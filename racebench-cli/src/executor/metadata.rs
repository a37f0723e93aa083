//! System Metadata Collection
//!
//! Collects the host details recorded in report metadata. Linux-specific data
//! (CPU model) degrades to "Unknown" on other platforms.

use chrono::Utc;
use racebench_report::{ReportMeta, SystemInfo};

/// Version of the JSON report layout
pub const REPORT_SCHEMA_VERSION: u32 = 1;

/// Build report metadata for a run starting now
pub fn build_report_meta() -> ReportMeta {
    let system = SystemInfo {
        os: std::env::consts::OS.to_string(),
        arch: std::env::consts::ARCH.to_string(),
        cpu: get_cpu_model().unwrap_or_else(|| "Unknown".to_string()),
        cpu_cores: num_cpus(),
    };

    ReportMeta {
        schema_version: REPORT_SCHEMA_VERSION,
        version: env!("CARGO_PKG_VERSION").to_string(),
        timestamp: Utc::now(),
        system,
    }
}

/// Get CPU model name from /proc/cpuinfo (Linux only)
fn get_cpu_model() -> Option<String> {
    #[cfg(target_os = "linux")]
    {
        std::fs::read_to_string("/proc/cpuinfo")
            .ok()
            .and_then(|content| {
                content
                    .lines()
                    .find(|l| l.starts_with("model name"))
                    .and_then(|l| l.split(':').nth(1))
                    .map(|s| s.trim().to_string())
            })
    }
    #[cfg(not(target_os = "linux"))]
    {
        None
    }
}

/// Logical CPUs available to this process
pub fn num_cpus() -> u32 {
    std::thread::available_parallelism()
        .map(|n| n.get() as u32)
        .unwrap_or(1)
}

#[cfg(test)]
mod tests {
    use super::*;

    #[test]
    fn test_report_meta() {
        let meta = build_report_meta();
        assert_eq!(meta.schema_version, REPORT_SCHEMA_VERSION);
        assert!(meta.system.cpu_cores >= 1);
        assert!(!meta.system.os.is_empty());
    }
}
pub mod a001_certificate;
pub mod a002_gallery_image;
pub mod a003_product;

use crate::shared::catalog::Catalog;
use axum::http::StatusCode;
use axum::response::{IntoResponse, Response};
use axum::Json;
use serde_json::json;
use std::sync::Arc;
use thiserror::Error;

/// Состояние, общее для всех хендлеров
#[derive(Clone)]
pub struct AppState {
    pub catalog: Arc<Catalog>,
}

impl AppState {
    pub fn new(catalog: Catalog) -> Self {
        Self {
            catalog: Arc::new(catalog),
        }
    }
}

#[derive(Debug, Error)]
pub enum ApiError {
    #[error("Not found")]
    NotFound,
}

impl IntoResponse for ApiError {
    fn into_response(self) -> Response {
        let status = match self {
            ApiError::NotFound => StatusCode::NOT_FOUND,
        };
        (status, Json(json!({ "error": self.to_string() }))).into_response()
    }
}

···

Please restate word for word only the lines from the one with "use serde_json::json;" through the final line of the listing above, both of them included.

use serde_json::json;
use std::sync::Arc;
use thiserror::Error;

/// Состояние, общее для всех хендлеров
#[derive(Clone)]
pub struct AppState {
    pub catalog: Arc<Catalog>,
}

impl AppState {
    pub fn new(catalog: Catalog) -> Self {
        Self {
            catalog: Arc::new(catalog),
        }
    }
}

#[derive(Debug, Error)]
pub enum ApiError {
    #[error("Not found")]
    NotFound,
}

impl IntoResponse for ApiError {
    fn into_response(self) -> Response {
        let status = match self {
            ApiError::NotFound => StatusCode::NOT_FOUND,
        };
        (status, Json(json!({ "error": self.to_string() }))).into_response()
    }
}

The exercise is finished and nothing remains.